Appeal from the Order of the Workmen's Compensation Appeal Board in case of McKinley Hubbard v. Harrisburg Housing Authority, No. A-67122.


Ronald M. Katzman, with him Goldberg, Evans & Katzman, for appellant.

Lawrence G. Frank, with him Smith B. Gephart and Killian & Gephart, for appellees.

Judges Wilkinson, Jr., Mencer and Rogers, sitting as a panel of three. Opinion by Judge Wilkinson.

Author: Wilkinson

[ 14 Pa. Commw. Page 414]

This is an appeal by the employer from an award of workmen's compensation for total disability. Claimant-appellee was injured as a result of a compensable accident when he fell from a ladder striking his back. The referee found that claimant-appellee "was totally disabled by his accidental injury of January 25, 1971, up to and including the present time." The Workmen's

[ 14 Pa. Commw. Page 415]

Compensation Appeal Board affirmed the referee's determination and this appeal followed.

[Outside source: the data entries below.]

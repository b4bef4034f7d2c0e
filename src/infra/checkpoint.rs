// ============================================================
// Layer 6 — Checkpoints
// ============================================================
// Three pieces:
//
//   CheckpointPolicy  — decides, once per epoch, whether the
//                       epoch's mean training accuracy is a new
//                       best (>= every previous epoch)
//   NamingScheme      — turns the run's hyperparameters and the
//                       accuracy into a checkpoint directory name
//   CheckpointManager — writes the weights (Burn CompactRecorder)
//                       and a small JSON sidecar
//
// Policy states:
//
//   NoBestYet ──(acc >= 0.0)──▶ HasBest{epoch, acc}
//   HasBest   ──(acc >= best)─▶ HasBest{epoch', acc'}   save
//   HasBest   ──(acc <  best)─▶ HasBest (unchanged)     skip
//
// Layout of one saved best:
//   models/
//     train_config.json
//     saved_model_batch_size-1_..._sparse_evidences-False_accuracy_0.8/
//       model.mpk        ← weights
//       checkpoint.json  ← {naming_version, epoch, best_accuracy}
//
// The hyperparameter string lives in the directory name, not the
// file name: values such as "0.001" contain dots that the
// recorder's extension handling would otherwise cut off.
//
// Reference: Burn Book §5 (Records and Checkpointing)

use anyhow::{Context, Result};
use burn::{
    prelude::*,
    record::{CompactRecorder, Recorder},
};
use serde::{Deserialize, Serialize};
use std::{
    fs,
    path::PathBuf,
};

use crate::application::train_use_case::TrainConfig;
use crate::domain::run_parameters::RunParameters;

const MODEL_FILE: &str = "model";
const META_FILE:  &str = "checkpoint.json";
const CONFIG_FILE: &str = "train_config.json";

// ─── Policy ───────────────────────────────────────────────────────────────────

#[derive(Debug, Clone, Copy, PartialEq, Serialize, Deserialize)]
pub struct BestCheckpoint {
    pub epoch:    usize,
    pub accuracy: f64,
}

#[derive(Debug, Clone, Copy, PartialEq)]
pub enum CheckpointState {
    NoBestYet,
    HasBest(BestCheckpoint),
}

#[derive(Debug, Clone, Copy, PartialEq)]
pub enum CheckpointDecision {
    /// New best: persist it
    Save(BestCheckpoint),
    /// No improvement; carries the best accuracy so far
    Skip { best_accuracy: f64 },
}

#[derive(Debug, Clone)]
pub struct CheckpointPolicy {
    state: CheckpointState,
}

impl CheckpointPolicy {
    pub fn new() -> Self {
        Self { state: CheckpointState::NoBestYet }
    }

    #[cfg(test)]
    pub fn state(&self) -> CheckpointState {
        self.state
    }

    /// 0.0 until the first checkpoint is taken.
    pub fn best_accuracy(&self) -> f64 {
        match self.state {
            CheckpointState::NoBestYet   => 0.0,
            CheckpointState::HasBest(b)  => b.accuracy,
        }
    }

    /// Feed one epoch's mean training accuracy.
    /// Ties count as improvements; NaN never does.
    pub fn observe(&mut self, epoch: usize, train_accuracy: f64) -> CheckpointDecision {
        if train_accuracy >= self.best_accuracy() {
            let best = BestCheckpoint { epoch, accuracy: train_accuracy };
            self.state = CheckpointState::HasBest(best);
            CheckpointDecision::Save(best)
        } else {
            CheckpointDecision::Skip { best_accuracy: self.best_accuracy() }
        }
    }
}

impl Default for CheckpointPolicy {
    fn default() -> Self {
        Self::new()
    }
}

// ─── Naming ───────────────────────────────────────────────────────────────────

/// Versioned checkpoint naming. A new variant must be added
/// instead of changing an existing one, so old names stay parseable.
#[derive(Debug, Clone, Copy, PartialEq, Eq, Serialize, Deserialize)]
pub enum NamingScheme {
    /// `saved_model_<key>-<value>..._accuracy_<acc>`; spaces in keys
    /// become `_`, slashes in values become `-`, booleans are
    /// `True` / `False`.
    V1,
}

impl NamingScheme {
    pub const CURRENT: NamingScheme = NamingScheme::V1;

    pub fn version(&self) -> u32 {
        match self {
            NamingScheme::V1 => 1,
        }
    }

    pub fn checkpoint_name(&self, params: &RunParameters, accuracy: f64) -> String {
        match self {
            NamingScheme::V1 => {
                let mut name = String::from("saved_model");
                for (key, value) in params.entries() {
                    name.push('_');
                    name.push_str(&key.replace(' ', "_"));
                    name.push('-');
                    name.push_str(&value.replace('/', "-"));
                }
                name.push_str(&format!("_accuracy_{accuracy}"));
                name
            }
        }
    }
}

// ─── Manager ──────────────────────────────────────────────────────────────────

/// Sidecar written next to the weights of every saved best.
#[derive(Debug, Clone, PartialEq, Serialize, Deserialize)]
pub struct CheckpointMeta {
    pub naming_version: u32,
    pub epoch:          usize,
    pub best_accuracy:  f64,
}

pub struct CheckpointManager {
    dir:    PathBuf,
    scheme: NamingScheme,
}

impl CheckpointManager {
    /// Creates the models directory if needed.
    pub fn new(dir: impl Into<PathBuf>) -> Result<Self> {
        let dir = dir.into();
        fs::create_dir_all(&dir)
            .with_context(|| format!("Cannot create models directory '{}'", dir.display()))?;
        Ok(Self { dir, scheme: NamingScheme::CURRENT })
    }

    /// Persist a new best: weights via CompactRecorder plus checkpoint.json.
    /// Returns the checkpoint directory.
    pub fn save_best<B: Backend, M: Module<B>>(
        &self,
        model:  &M,
        best:   &BestCheckpoint,
        params: &RunParameters,
    ) -> Result<PathBuf> {
        let ckpt_dir = self.dir.join(self.scheme.checkpoint_name(params, best.accuracy));
        fs::create_dir_all(&ckpt_dir)
            .with_context(|| format!("Cannot create '{}'", ckpt_dir.display()))?;

        let weights = ckpt_dir.join(MODEL_FILE);
        CompactRecorder::new()
            .record(model.clone().into_record(), weights.clone())
            .with_context(|| format!("Failed to save checkpoint to '{}'", weights.display()))?;

        let meta = CheckpointMeta {
            naming_version: self.scheme.version(),
            epoch:          best.epoch,
            best_accuracy:  best.accuracy,
        };
        let meta_path = ckpt_dir.join(META_FILE);
        fs::write(&meta_path, serde_json::to_string_pretty(&meta)?)
            .with_context(|| format!("Cannot write '{}'", meta_path.display()))?;

        tracing::debug!("Saved checkpoint: epoch {} → '{}'", best.epoch, ckpt_dir.display());
        Ok(ckpt_dir)
    }

    /// Read the sidecar of a saved checkpoint directory.
    #[cfg(test)]
    pub fn load_meta(&self, ckpt_dir: &std::path::Path) -> Result<CheckpointMeta> {
        let path = ckpt_dir.join(META_FILE);
        let json = fs::read_to_string(&path)
            .with_context(|| format!("Cannot read '{}'", path.display()))?;
        Ok(serde_json::from_str(&json)?)
    }

    /// Save the run configuration before training starts.
    pub fn save_config(&self, cfg: &TrainConfig) -> Result<()> {
        let path = self.dir.join(CONFIG_FILE);
        let json = serde_json::to_string_pretty(cfg)?;
        fs::write(&path, json)
            .with_context(|| format!("Cannot write config to '{}'", path.display()))?;
        tracing::debug!("Saved training config to '{}'", path.display());
        Ok(())
    }
}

Our scope of review in this case is limited. As stated by Judge Blatt in Leipziger v. Workmen's Compensation Appeal Board, 12 Pa. Commonwealth Ct. 417, 419, 315 A.2d 883, 885 (1974): "On appeals to this Court in workmen's compensation cases, our scope of review is limited to a determination of whether or not constitutional rights were violated, an error of law was committed, or any necessary finding of fact was unsupported by substantial evidence. (Citation omitted.) And where, as here, the Board has taken no additional evidence, we must rely on the facts as found by the referee if they are supported by sufficient competent evidence." (Citation omitted.) We are also mindful that "it is our duty to examine the record and determine, not whether we would have made the same findings as the authorities, but whether the evidence is such that a reasonable person, acting reasonably, might reach the same conclusion on the facts as did those authorities." Hershey Estates v. Workmen's Compensation Appeal Board, 9 Pa. Commonwealth Ct. 470, 472, 308 A.2d 637, 638 (1973).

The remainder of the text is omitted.